**Instructions to follow**. The entries should be restated word for word.

━━━━━━━━

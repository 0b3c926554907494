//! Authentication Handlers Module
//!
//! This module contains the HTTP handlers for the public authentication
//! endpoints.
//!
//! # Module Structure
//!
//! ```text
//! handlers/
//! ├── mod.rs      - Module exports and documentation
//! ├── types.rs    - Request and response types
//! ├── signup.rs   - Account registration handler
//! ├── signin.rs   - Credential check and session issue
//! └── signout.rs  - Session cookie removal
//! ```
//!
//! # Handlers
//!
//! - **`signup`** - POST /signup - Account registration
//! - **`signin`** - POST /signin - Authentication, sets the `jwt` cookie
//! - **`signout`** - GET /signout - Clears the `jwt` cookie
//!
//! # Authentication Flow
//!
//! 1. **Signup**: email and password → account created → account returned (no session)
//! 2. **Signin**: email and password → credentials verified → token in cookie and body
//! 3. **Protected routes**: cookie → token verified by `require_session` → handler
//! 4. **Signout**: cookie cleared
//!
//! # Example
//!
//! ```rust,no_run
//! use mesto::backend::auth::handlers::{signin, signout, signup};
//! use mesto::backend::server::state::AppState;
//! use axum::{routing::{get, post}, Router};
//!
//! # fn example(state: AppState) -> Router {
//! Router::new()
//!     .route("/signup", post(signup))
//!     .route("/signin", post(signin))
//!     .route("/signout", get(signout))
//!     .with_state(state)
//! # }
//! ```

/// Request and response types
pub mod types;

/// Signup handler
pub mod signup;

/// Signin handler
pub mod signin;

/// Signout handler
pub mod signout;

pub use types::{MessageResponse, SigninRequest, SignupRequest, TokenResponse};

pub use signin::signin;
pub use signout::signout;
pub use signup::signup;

━━━━━━━━

**Response area**.
repository 0b3c926554907494
//! Authentication Handlers Module
//!
//! This module contains the HTTP handlers for the public authentication
//! endpoints.
//!
//! # Module Structure
//!
//! ```text
//! handlers/
//! ├── mod.rs      - Module exports and documentation
//! ├── types.rs    - Request and response types
//! ├── signup.rs   - Account registration handler
//! ├── signin.rs   - Credential check and session issue
//! └── signout.rs  - Session cookie removal
//! ```
//!
//! # Handlers
//!
//! - **`signup`** - POST /signup - Account registration
//! - **`signin`** - POST /signin - Authentication, sets the `jwt` cookie
//! - **`signout`** - GET /signout - Clears the `jwt` cookie
//!
//! # Authentication Flow
//!
//! 1. **Signup**: email and password → account created → account returned (no session)
//! 2. **Signin**: email and password → credentials verified → token in cookie and body
//! 3. **Protected routes**: cookie → token verified by `require_session` → handler
//! 4. **Signout**: cookie cleared
//!
//! # Example
//!
//! ```rust,no_run
//! use mesto::backend::auth::handlers::{signin, signout, signup};
//! use mesto::backend::server::state::AppState;
//! use axum::{routing::{get, post}, Router};
//!
//! # fn example(state: AppState) -> Router {
//! Router::new()
//!     .route("/signup", post(signup))
//!     .route("/signin", post(signin))
//!     .route("/signout", get(signout))
//!     .with_state(state)
//! # }
//! ```

/// Request and response types
pub mod types;

/// Signup handler
pub mod signup;

/// Signin handler
pub mod signin;

/// Signout handler
pub mod signout;

pub use types::{MessageResponse, SigninRequest, SignupRequest, TokenResponse};

pub use signin::signin;
pub use signout::signout;
pub use signup::signup;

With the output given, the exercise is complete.